2. The apparatus of claim 1, wherein the parameter of the video block information comprises a coding mode.
3. The apparatus of claim 2, wherein the coding mode comprises an Intra base layer (Intra BL) mode or Generalized Residual Prediction (GRP).
4. The apparatus of claim 1, wherein to determine the transform function the processor is configured to:
determine whether the parameter of the video block information is a predetermined value; and
in response to determining that the parameter of the video block information is not the predetermined value, determine that the transform function is a primary transform; or
in response to determining that the parameter of the video block information is the predetermined value, determine that the transform function is an alternative transform.
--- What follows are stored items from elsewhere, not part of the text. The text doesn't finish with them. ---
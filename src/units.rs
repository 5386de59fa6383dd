//! Unit selectors and the fixed physical constants used by the geodesy algorithms.

use std::f64::consts::TAU;

/// One nautical mile, in meters.
pub const NM_TO_METERS: f64 = 1852.0;

/// Radius of the sphere used to compute shifted coordinates, in meters.
pub const EARTH_RADIUS_METERS: f64 = 6_378_100.0;

/// Units of an angle passed into a constructor or an operation.
///
/// Angles are always stored and returned in radians; degrees are converted on the way in.
#[derive(Debug, Clone, Copy, PartialEq, Eq, Hash, Default)]
pub enum AngleUnits {
    #[default]
    Radians,
    Degrees,
}

impl AngleUnits {
    /// Convert `value`, given in these units, to radians.
    #[inline]
    pub fn to_radians(&self, value: f64) -> f64 {
        match self {
            AngleUnits::Radians => value,
            AngleUnits::Degrees => value.to_radians(),
        }
    }
}

/// Wrap an angle in radians into `[0, 2π)`.
///
/// `rem_euclid` alone can round a tiny negative angle up to exactly `2π`.
#[inline]
pub(crate) fn wrap_tau(angle: f64) -> f64 {
    let wrapped = angle.rem_euclid(TAU);
    if wrapped >= TAU {
        0.0
    } else {
        wrapped
    }
}

/// How the rows of two operands are paired up by a distance computation.
#[derive(Debug, Clone, Copy, PartialEq, Eq, Hash, Default)]
pub enum Pairing {
    /// Every row of the left operand against every row of the right one, producing a matrix.
    #[default]
    All,
    /// Row `i` of the left operand against row `i` of the right one.
    ///
    /// An operand with a single row is broadcast against every row of the other.
    Aligned,
}

#[cfg(test)]
mod test {
    use super::*;
    use approx::assert_relative_eq;
    use std::f64::consts::PI;

    #[test]
    fn degrees_to_radians() {
        assert_relative_eq!(AngleUnits::Degrees.to_radians(180.0), PI, max_relative = 1e-12);
        assert_eq!(AngleUnits::Radians.to_radians(1.5), 1.5);
    }

    #[test]
    fn wrap_stays_below_tau() {
        assert_eq!(wrap_tau(-1e-20), 0.0);
        assert_eq!(wrap_tau(TAU), 0.0);
        assert_relative_eq!(wrap_tau(-PI), PI, max_relative = 1e-12);
        assert_eq!(wrap_tau(1.0), 1.0);
    }

    #[test]
    fn defaults() {
        assert_eq!(AngleUnits::default(), AngleUnits::Radians);
        assert_eq!(Pairing::default(), Pairing::All);
    }
}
5. The apparatus of claim 4, wherein the alternative transform comprises one of: a discrete-sine-transform (DST), a Type-I DST, a Type-III DST, a Type-IV DST, a Type-VII DST, a discrete-cosine-transform (DCT), a DCT of different types, and a Karhunen-Loeve transform (KLT).
6. The apparatus of claim 1, wherein the parameter of the video information is signaled at one of: a frame level, a slice level, a coding unit level, and a transform block unit level.
7. The apparatus of claim 1, wherein the parameter of the video information comprises at least one of: side information, a coding unit size, a transform unit size, a frame type, a frame size, a quantization parameter (QP), temporal layer information, and parsed residue coefficients information.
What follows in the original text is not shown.